しかし、このたびの緊急事態宣言を受け、それぞれの委員会は、慌ててテレビ電話による委員会開催に舵を切っている。それみたことか、いわんこっちゃない、はじめからやってりゃよかったのに、と言うのが筆者の偽らざる心境である。
しかし、テレビ電話をするにあたっても、ZOOMが使えない弁護士のために別途電話回線のテレビ電話をつなぐとか、誰かが弁護士会館に詰める必要があるとかないとか、わけのわからない議論がくすぶっているのが現状である。やはり、土俗信仰は簡単には滅びないようだ。しかも、せっかくZOOMをで開催しても、「やっぱりテレビ電話だと議論しにくいから、COVID-19の流行が終わって直接会ってから話しましょう」などと、テレビ電話を骨抜きにするような土俗信仰の信者まで出現する始末であり、なんとも手に負えない。
ZOOM会議のよいところは、発言者がスピーカービューで表示されてみんなが注目するため、発言の機会が平等に与えられやすく、他の人の話をまずはきいてみようという姿勢になりやすいこと、資料を共有しながら話ができるため、事前に議題を印刷するなどの環境破壊行為を防止できることなど、挙げていけばきりがない。
これまでに、筆者は複数の委員会で、ZOOM会議を提唱し、機材を提供して実施してみたが、実際に会館に集まって議論するより有意義なんじゃないかと思える場面が多数あった。

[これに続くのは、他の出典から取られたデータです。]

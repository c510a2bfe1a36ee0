//! Levenberg-Marquardt backend bridging [`NllsProblem`] to the
//! `levenberg-marquardt` crate.

use crate::problem::{NllsProblem, NllsSolverBackend, SolveOptions, SolveReport, Termination};
use blurcalib_core::Real;
use levenberg_marquardt::{LeastSquaresProblem, LevenbergMarquardt, TerminationReason};
use nalgebra::{storage::Owned, DMatrix, DVector, Dyn};

struct LmWrapper<'a, P: NllsProblem> {
    problem: &'a P,
    params: DVector<Real>,
}

impl<'a, P: NllsProblem> LeastSquaresProblem<Real, Dyn, Dyn> for LmWrapper<'a, P> {
    type ResidualStorage = Owned<Real, Dyn>;
    type JacobianStorage = Owned<Real, Dyn, Dyn>;
    type ParameterStorage = Owned<Real, Dyn>;

    fn set_params(&mut self, x: &DVector<Real>) {
        self.params.clone_from(x);
    }

    fn params(&self) -> DVector<Real> {
        self.params.clone()
    }

    fn residuals(&self) -> Option<DVector<Real>> {
        Some(self.problem.residuals(&self.params))
    }

    fn jacobian(&self) -> Option<DMatrix<Real>> {
        Some(self.problem.jacobian(&self.params))
    }
}

fn classify(reason: &TerminationReason) -> Termination {
    if reason.was_successful() {
        Termination::Converged
    } else if matches!(reason, TerminationReason::LostPatience) {
        Termination::IterationLimit
    } else {
        Termination::Diverged
    }
}

/// Dense Levenberg-Marquardt solver backend.
#[derive(Debug, Default, Clone)]
pub struct LmBackend;

impl NllsSolverBackend for LmBackend {
    fn solve<P: NllsProblem>(
        &self,
        problem: &P,
        x0: DVector<Real>,
        opts: &SolveOptions,
    ) -> (DVector<Real>, SolveReport) {
        let lm = LevenbergMarquardt::new()
            .with_ftol(opts.ftol)
            .with_xtol(opts.xtol)
            .with_gtol(opts.gtol)
            .with_patience(opts.max_iters.max(1));

        let wrapper = LmWrapper {
            problem,
            params: x0,
        };

        let (wrapper, report) = lm.minimize(wrapper);
        let x_opt = wrapper.params();

        (
            x_opt,
            SolveReport {
                iterations: report.number_of_evaluations,
                final_cost: report.objective_function,
                termination: classify(&report.termination),
            },
        )
    }
}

COVID-19が終わっても、委員会は基本ZOOMでよいと思うし、どうしても使えないと言うことであれば個別相談でよいと思っている。設定自体はそんなに難しくないので、苦手意識を捨てれば、十分なんとかなるレベルである。
実際に、ZOOM会議をするにあたっては、PCとWEBカメラがあれば十分であるし、最悪、スマートフォンがあれば参加は可能である。特段の設備投資は必要ない。弁護士会まで足を運ぶ交通費や機会損失を考えれば、数千円のWEBカメラなど一瞬でおつりが来るであろう。
ただ、ひとつだけ心残りなのは、委員会活動が完全ZOOM化されてしまうと、日弁連の用事で東京に行く機会が減ってしまうことがある。その時だけは土俗信仰にかこつけて東京に行こうかという悪魔のささやきと、日々戦う今日この頃である(とはいえ当面の間、東京での会議は延期になっている)。